Computer

In Minutes, Scientists can Assemble Whole Genomes on their Own Computers

In Minutes, Scientists can Assemble Whole Genomes on their Own Computers

Scientists at MIT (Massachusetts Institute of Technology) and the Institut Pasteur in France have found a method for rebuilding whole genomes, including the human genome, on a desktop computer. This method is a hundred times faster than existing state-of-the-art methods and requires just a fifth of the resources.

The research, which was published in the journal Cell Systems on September 14, provides for a more compact representation of genetic data, similar to how words, rather than letters, provide condensed building blocks for language models.

This ability is essential in assessing changes in the gut microbiome linked to disease and bacterial infections, such as sepsis so that we can more rapidly treat them and save lives.

Bonnie Berger

“We can quickly assemble entire genomes and metagenomes, including microbial genomes, on a modest laptop computer,” says Bonnie Berger (@lab_berger), the Simons Professor of Mathematics at the Computer Science and AI Lab at MIT and an author of the study. “This ability is essential in assessing changes in the gut microbiome linked to disease and bacterial infections, such as sepsis so that we can more rapidly treat them and save lives.”

Genome assembly programs have come a long way since the Human Genome Project completed the first full human genome assembly in 2003 at a cost of $2.7 billion and after more than a decade of worldwide collaboration.

However, while human genome assembly projects no longer take years, they still take days and require a lot of computing power. Despite the fact that third-generation sequencing methods provide terabytes of high-quality genomic sequences with tens of thousands of base pairs, genome assembly with such a large amount of data has proven difficult.

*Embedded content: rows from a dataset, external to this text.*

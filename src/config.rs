//! YAML configuration for the retrieval engine.
//!
//! One file describes the catalog store, the embedding-index candidates to
//! probe, search defaults and logging. It is read once at startup and turned
//! into a [`RetrieverConfig`]; nothing re-reads it later.
//!
//! ## Example YAML Configuration
//!
//! ```yaml
//! version: "1.0"
//!
//! store:
//!   backend: "redb"          # "redb" | "in_memory"
//!   path: "promrag.redb"
//!   dimension: 512
//!
//! index:
//!   candidates: ["qdrant", "hnsw"]   # probed in order; "none" disables
//!   hnsw:
//!     m: 16
//!     ef_construction: 200
//!     ef_search: 50
//!     min_vectors_for_ann: 1000
//!     oversample: 4
//!   qdrant:
//!     url: "http://localhost:6334"
//!     collection: "metrics"
//!     timeout_secs: 5
//!
//! search:
//!   top_k: 5
//!   threshold: 0.7
//!
//! logging:
//!   level: "info"
//!   json: false
//! ```

use std::env;
use std::fs;
use std::path::Path;

use catalog::{BackendConfig, CatalogConfig};
use index::ann::AnnConfig;
use index::{IndexCandidate, QdrantConfig};
use matcher::RetrieverConfig;
use serde::{Deserialize, Serialize};
use thiserror::Error;

/// Overrides `store.path` and selects the redb backend.
pub const ENV_STORE_PATH: &str = "PROMRAG_STORE_PATH";
/// Overrides `logging.level`.
pub const ENV_LOG_LEVEL: &str = "PROMRAG_LOG_LEVEL";

/// Errors that can occur when loading YAML configuration files
#[derive(Debug, Error)]
pub enum ConfigLoadError {
    #[error("failed to read config file: {0}")]
    FileRead(#[from] std::io::Error),

    #[error("failed to parse YAML: {0}")]
    YamlParse(#[from] serde_yaml::Error),

    #[error("validation error: {0}")]
    Validation(String),

    #[error("unsupported config version: {0}")]
    UnsupportedVersion(String),

    #[error("missing required field: {0}")]
    MissingField(String),
}

/// Top-level configuration.
#[derive(Debug, Clone, Serialize, Deserialize)]
#[serde(rename_all = "snake_case")]
pub struct RagConfig {
    /// Configuration format version
    pub version: String,

    #[serde(default)]
    pub store: StoreYamlConfig,

    #[serde(default)]
    pub index: IndexYamlConfig,

    #[serde(default)]
    pub search: SearchYamlConfig,

    #[serde(default)]
    pub logging: LoggingYamlConfig,
}

impl RagConfig {
    /// Load a YAML configuration file from the given path
    pub fn from_file<P: AsRef<Path>>(path: P) -> Result<Self, ConfigLoadError> {
        let content = fs::read_to_string(path)?;
        Self::from_yaml(&content)
    }

    /// Parse YAML configuration from a string
    pub fn from_yaml(yaml: &str) -> Result<Self, ConfigLoadError> {
        let config: RagConfig = serde_yaml::from_str(yaml)?;
        config.validate()?;
        Ok(config)
    }

    pub fn validate(&self) -> Result<(), ConfigLoadError> {
        match self.version.as_str() {
            "1.0" | "1" => Ok(()),
            v => Err(ConfigLoadError::UnsupportedVersion(v.to_string())),
        }?;

        self.store.validate()?;
        self.index.validate()?;
        self.search.validate()?;
        self.logging.validate()?;
        Ok(())
    }

    /// Apply `PROMRAG_*` environment overrides, then re-validate.
    pub fn apply_env_overrides(&mut self) -> Result<(), ConfigLoadError> {
        self.apply_overrides(|key| env::var(key).ok())
    }

    pub(crate) fn apply_overrides<F>(&mut self, lookup: F) -> Result<(), ConfigLoadError>
    where
        F: Fn(&str) -> Option<String>,
    {
        if let Some(path) = lookup(ENV_STORE_PATH).filter(|p| !p.trim().is_empty()) {
            self.store.backend = "redb".to_string();
            self.store.path = Some(path);
        }
        if let Some(level) = lookup(ENV_LOG_LEVEL).filter(|l| !l.trim().is_empty()) {
            self.logging.level = level;
        }
        self.validate()
    }

    /// Translate into the matcher crate's startup config.
    pub fn retriever_config(&self) -> Result<RetrieverConfig, ConfigLoadError> {
        let backend = match self.store.backend.as_str() {
            "in_memory" => BackendConfig::in_memory(),
            "redb" => BackendConfig::redb(
                self.store
                    .path
                    .clone()
                    .ok_or_else(|| ConfigLoadError::MissingField("store.path".into()))?,
            ),
            other => {
                return Err(ConfigLoadError::Validation(format!(
                    "unknown store.backend '{other}'"
                )))
            }
        };
        let catalog = CatalogConfig::new(backend, self.store.dimension);
        Ok(RetrieverConfig::new(catalog).with_index(self.index.candidates()))
    }
}

impl Default for RagConfig {
    fn default() -> Self {
        Self {
            version: "1.0".to_string(),
            store: StoreYamlConfig::default(),
            index: IndexYamlConfig::default(),
            search: SearchYamlConfig::default(),
            logging: LoggingYamlConfig::default(),
        }
    }
}

/// Catalog store configuration
#[derive(Debug, Clone, Serialize, Deserialize)]
pub struct StoreYamlConfig {
    #[serde(default = "default_backend")]
    pub backend: String,

    #[serde(default)]
    pub path: Option<String>,

    #[serde(default = "default_dimension")]
    pub dimension: usize,
}

impl StoreYamlConfig {
    fn validate(&self) -> Result<(), ConfigLoadError> {
        let valid_backends = ["in_memory", "redb"];
        if !valid_backends.contains(&self.backend.as_str()) {
            return Err(ConfigLoadError::Validation(format!(
                "store.backend must be one of: {valid_backends:?}"
            )));
        }
        if self.backend == "redb" && self.path.as_deref().map_or(true, |p| p.trim().is_empty()) {
            return Err(ConfigLoadError::Validation(
                "store.path is required when backend is 'redb'".to_string(),
            ));
        }
        if self.dimension == 0 {
            return Err(ConfigLoadError::Validation(
                "store.dimension must be >= 1".to_string(),
            ));
        }
        Ok(())
    }
}

impl Default for StoreYamlConfig {
    fn default() -> Self {
        Self {
            backend: "in_memory".to_string(),
            path: None,
            dimension: default_dimension(),
        }
    }
}

/// Embedding index configuration
#[derive(Debug, Clone, Serialize, Deserialize)]
pub struct IndexYamlConfig {
    /// Backends probed in order. First to initialize wins.
    #[serde(default = "default_candidates")]
    pub candidates: Vec<String>,

    #[serde(default)]
    pub hnsw: AnnConfig,

    #[serde(default)]
    pub qdrant: QdrantConfig,
}

impl IndexYamlConfig {
    fn validate(&self) -> Result<(), ConfigLoadError> {
        let valid = ["hnsw", "qdrant", "none"];
        if let Some(bad) = self.candidates.iter().find(|c| !valid.contains(&c.as_str())) {
            return Err(ConfigLoadError::Validation(format!(
                "index.candidates: unknown backend '{bad}', expected one of: {valid:?}"
            )));
        }
        if self.hnsw.m == 0 || self.hnsw.ef_construction == 0 || self.hnsw.ef_search == 0 {
            return Err(ConfigLoadError::Validation(
                "index.hnsw: m, ef_construction and ef_search must be >= 1".to_string(),
            ));
        }
        if self.hnsw.oversample == 0 {
            return Err(ConfigLoadError::Validation(
                "index.hnsw.oversample must be >= 1".to_string(),
            ));
        }
        if self.candidates.iter().any(|c| c == "qdrant")
            && self.qdrant.collection.trim().is_empty()
        {
            return Err(ConfigLoadError::Validation(
                "index.qdrant.collection must not be empty".to_string(),
            ));
        }
        Ok(())
    }

    pub fn candidates(&self) -> Vec<IndexCandidate> {
        self.candidates
            .iter()
            .filter_map(|name| match name.as_str() {
                "hnsw" => Some(IndexCandidate::Hnsw(self.hnsw)),
                "qdrant" => Some(IndexCandidate::Qdrant(self.qdrant.clone())),
                "none" => Some(IndexCandidate::Disabled),
                _ => None,
            })
            .collect()
    }
}

impl Default for IndexYamlConfig {
    fn default() -> Self {
        Self {
            candidates: default_candidates(),
            hnsw: AnnConfig::default(),
            qdrant: QdrantConfig::default(),
        }
    }
}

/// Search defaults used when a caller does not pass its own.
#[derive(Debug, Clone, Serialize, Deserialize)]
pub struct SearchYamlConfig {
    #[serde(default = "default_top_k")]
    pub top_k: usize,

    #[serde(default = "default_threshold")]
    pub threshold: f32,
}

impl SearchYamlConfig {
    fn validate(&self) -> Result<(), ConfigLoadError> {
        if self.top_k == 0 {
            return Err(ConfigLoadError::Validation(
                "search.top_k must be >= 1".to_string(),
            ));
        }
        if !(-1.0..=1.0).contains(&self.threshold) {
            return Err(ConfigLoadError::Validation(
                "search.threshold must be within [-1.0, 1.0]".to_string(),
            ));
        }
        Ok(())
    }
}

impl Default for SearchYamlConfig {
    fn default() -> Self {
        Self {
            top_k: default_top_k(),
            threshold: default_threshold(),
        }
    }
}

#[derive(Debug, Clone, Serialize, Deserialize)]
pub struct LoggingYamlConfig {
    /// `tracing` filter directive, e.g. `info` or `promrag=debug,index=trace`.
    #[serde(default = "default_log_level")]
    pub level: String,

    #[serde(default)]
    pub json: bool,
}

impl LoggingYamlConfig {
    fn validate(&self) -> Result<(), ConfigLoadError> {
        if self.level.trim().is_empty() {
            return Err(ConfigLoadError::Validation(
                "logging.level must not be empty".to_string(),
            ));
        }
        Ok(())
    }
}

impl Default for LoggingYamlConfig {
    fn default() -> Self {
        Self {
            level: default_log_level(),
            json: false,
        }
    }
}

// Helper functions for serde defaults
fn default_backend() -> String {
    "in_memory".to_string()
}
fn default_dimension() -> usize {
    512
}
fn default_candidates() -> Vec<String> {
    vec!["hnsw".to_string()]
}
fn default_top_k() -> usize {
    5
}
fn default_threshold() -> f32 {
    0.7
}
fn default_log_level() -> String {
    "info".to_string()
}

Berger and colleagues used language models to approach genome assembly more efficiently than existing strategies, which entail doing pairwise comparisons between all possible pairings of reads. The researchers created a minimizer-space de Bruin graph (mdBG), which employs short sequences of nucleotides called minimizers instead of single nucleotides, based on the notion of a de Bruijn graph, a basic, efficient data structure used for genome assembly.

“Our minimizer-space de Bruijn graphs store only a small fraction of the total nucleotides, while preserving the overall genome structure, enabling them to be orders of magnitude more efficient than classical de Bruijn graphs,” says Berger.

The researchers used their approach to assemble actual HiFi data for Drosophila melanogaster fruit flies (which has near-perfect single-molecule read accuracy), as well as human genome data given by Pacific Biosciences (PacBio). Berger and colleagues discovered that their mdBG-based program used 33 times less time and 8 times less random-access memory (RAM) processing hardware than previous genome assemblers when they compared the results.

Their program assembled the HiFi human genome 81 times quicker and used 18 times less memory than the Peregrine assembler and 338 times faster and used 19 times less memory than the hifiasm assembler.

Berger and colleagues then applied their approach to create an index for a collection of 661,406 bacterial genomes, the biggest such collection to date. They discovered that the innovative approach could scan the whole collection for antimicrobial resistance genes in 13 minutes, whereas regular sequence alignment took 7 hours.

“We knew our representation was efficient but did not know it would scale so well on real data, after further optimizations of the code,” says Berger.

“The overall idea just works and does not require some of the usually expensive pre-processing steps, like error correction, done by most other genome assembly methods,” says Rayan Chikhi (@RayanChikhi), a researcher and group leader at Institut Pasteur and an author of the study.

“We can also handle sequencing data with up to 4% error rates,” adds Berger. “With long-read sequencers with differing error rates rapidly dropping in price, this ability opens the door to the democratization of sequencing data analysis.”

While the approach presently operates best when processing PacBio HiFi readings, which have error rates well below 1%, Berger believes it will soon be compatible with Oxford Nanopore’s ultra-long reads, which have error rates of 5-12 percent but may soon deliver scans at 4%.

“We envision reaching out to field scientists to help them develop fast genomic testing sites, going beyond PCR and marker arrays which might miss important differences between genomes,” says Berger.

This work was supported by the National Institutes of Health, ANR Inception, PRAIRIE, and PANGAIA.